§ **What needs to be done**
Transcribe the data that follows, exactly and in full.

Stored data
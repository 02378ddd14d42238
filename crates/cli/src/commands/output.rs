//! Terminal output and prompts.
//!
//! Command results go to stdout; logs go to stderr through `tracing`.

use std::io::Write;

use pms_admin::components::{DataTable, results_tables};
use pms_admin::deletion::{DeletionOutcome, DeletionResults, EntryList};
use pms_admin::hierarchy::{DeletePlan, HierarchyView};
use tokio::io::{AsyncBufReadExt, BufReader, Lines, Stdin};

/// Print lines to stdout.
#[allow(clippy::print_stdout)]
pub fn print_lines<I, S>(lines: I)
where
    I: IntoIterator<Item = S>,
    S: AsRef<str>,
{
    for line in lines {
        println!("{}", line.as_ref());
    }
}

pub fn print_line(line: &str) {
    print_lines([line]);
}

pub fn print_table(table: &DataTable) {
    print_line(&table.render_text());
}

/// Hierarchy area: placeholder, `No data`, or the tree with its counts.
pub fn print_hierarchy(view: Option<HierarchyView>, loading: bool) {
    match view {
        None if loading => print_line("Loading..."),
        None => print_line("No data yet. Enter an identifier and fetch."),
        Some(HierarchyView::NoData) => print_line("No data"),
        Some(HierarchyView::Tree(tree)) => {
            print_line(&tree.header());
            print_lines(tree.to_lines());
        }
    }
}

pub fn print_plan(plan: &DeletePlan) {
    print_lines([
        format!("You are about to delete hierarchy for: {}", plan.target),
        format!(
            "Manager: {} | Reportees: {} | Total Nodes: {}",
            plan.managers, plan.reportees, plan.total_nodes
        ),
        "This action is irreversible. Consider reassigning reportees first.".to_string(),
    ]);
}

/// Rows with their ids and validation messages.
pub fn print_rows(entries: &EntryList) {
    for entry in entries.entries() {
        let status = entries
            .row_error(entry.id)
            .map_or_else(String::new, |e| format!("  ! {e}"));
        let value = if entry.value.is_empty() {
            "(empty)"
        } else {
            entry.value.as_str()
        };
        print_line(&format!("#{} {value}{status}", entry.id));
    }
}

pub fn print_results(results: &DeletionResults) {
    if results.is_empty() {
        print_line("No results yet.");
        return;
    }
    for table in results_tables(results) {
        print_line("");
        print_table(&table);
    }
}

pub fn print_outcome(outcome: &DeletionOutcome) {
    print_line(&outcome.summary);
    print_results(&outcome.results);
}

/// Line reader over stdin shared by prompts and the session loop.
pub struct Prompt {
    lines: Lines<BufReader<Stdin>>,
}

impl Prompt {
    pub fn new() -> Self {
        Self {
            lines: BufReader::new(tokio::io::stdin()).lines(),
        }
    }

    /// Show `prompt` and read one trimmed line. `None` at end of input.
    #[allow(clippy::print_stdout)]
    pub async fn read_line(&mut self, prompt: &str) -> std::io::Result<Option<String>> {
        print!("{prompt}");
        std::io::stdout().flush()?;
        Ok(self
            .lines
            .next_line()
            .await?
            .map(|line| line.trim().to_string()))
    }

    /// Ask a yes/no question; anything but `y`/`yes` is no.
    pub async fn confirm(&mut self, question: &str) -> std::io::Result<bool> {
        let answer = self.read_line(&format!("{question} [y/N] ")).await?;
        let confirmed = answer.is_some_and(|a| matches!(a.to_lowercase().as_str(), "y" | "yes"));
        Ok(confirmed)
    }
}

§ **Exercise response**
repository 02378ddd14d42238
filename crates/cli/src/commands/output.rs
//! Terminal output and prompts.
//!
//! Command results go to stdout; logs go to stderr through `tracing`.

use std::io::Write;

use pms_admin::components::{DataTable, results_tables};
use pms_admin::deletion::{DeletionOutcome, DeletionResults, EntryList};
use pms_admin::hierarchy::{DeletePlan, HierarchyView};
use tokio::io::{AsyncBufReadExt, BufReader, Lines, Stdin};

/// Print lines to stdout.
#[allow(clippy::print_stdout)]
pub fn print_lines<I, S>(lines: I)
where
    I: IntoIterator<Item = S>,
    S: AsRef<str>,
{
    for line in lines {
        println!("{}", line.as_ref());
    }
}

pub fn print_line(line: &str) {
    print_lines([line]);
}

pub fn print_table(table: &DataTable) {
    print_line(&table.render_text());
}

/// Hierarchy area: placeholder, `No data`, or the tree with its counts.
pub fn print_hierarchy(view: Option<HierarchyView>, loading: bool) {
    match view {
        None if loading => print_line("Loading..."),
        None => print_line("No data yet. Enter an identifier and fetch."),
        Some(HierarchyView::NoData) => print_line("No data"),
        Some(HierarchyView::Tree(tree)) => {
            print_line(&tree.header());
            print_lines(tree.to_lines());
        }
    }
}

pub fn print_plan(plan: &DeletePlan) {
    print_lines([
        format!("You are about to delete hierarchy for: {}", plan.target),
        format!(
            "Manager: {} | Reportees: {} | Total Nodes: {}",
            plan.managers, plan.reportees, plan.total_nodes
        ),
        "This action is irreversible. Consider reassigning reportees first.".to_string(),
    ]);
}

/// Rows with their ids and validation messages.
pub fn print_rows(entries: &EntryList) {
    for entry in entries.entries() {
        let status = entries
            .row_error(entry.id)
            .map_or_else(String::new, |e| format!("  ! {e}"));
        let value = if entry.value.is_empty() {
            "(empty)"
        } else {
            entry.value.as_str()
        };
        print_line(&format!("#{} {value}{status}", entry.id));
    }
}

pub fn print_results(results: &DeletionResults) {
    if results.is_empty() {
        print_line("No results yet.");
        return;
    }
    for table in results_tables(results) {
        print_line("");
        print_table(&table);
    }
}

pub fn print_outcome(outcome: &DeletionOutcome) {
    print_line(&outcome.summary);
    print_results(&outcome.results);
}

/// Line reader over stdin shared by prompts and the session loop.
pub struct Prompt {
    lines: Lines<BufReader<Stdin>>,
}

impl Prompt {
    pub fn new() -> Self {
        Self {
            lines: BufReader::new(tokio::io::stdin()).lines(),
        }
    }

    /// Show `prompt` and read one trimmed line. `None` at end of input.
    #[allow(clippy::print_stdout)]
    pub async fn read_line(&mut self, prompt: &str) -> std::io::Result<Option<String>> {
        print!("{prompt}");
        std::io::stdout().flush()?;
        Ok(self
            .lines
            .next_line()
            .await?
            .map(|line| line.trim().to_string()))
    }

    /// Ask a yes/no question; anything but `y`/`yes` is no.
    pub async fn confirm(&mut self, question: &str) -> std::io::Result<bool> {
        let answer = self.read_line(&format!("{question} [y/N] ")).await?;
        let confirmed = answer.is_some_and(|a| matches!(a.to_lowercase().as_str(), "y" | "yes"));
        Ok(confirmed)
    }
}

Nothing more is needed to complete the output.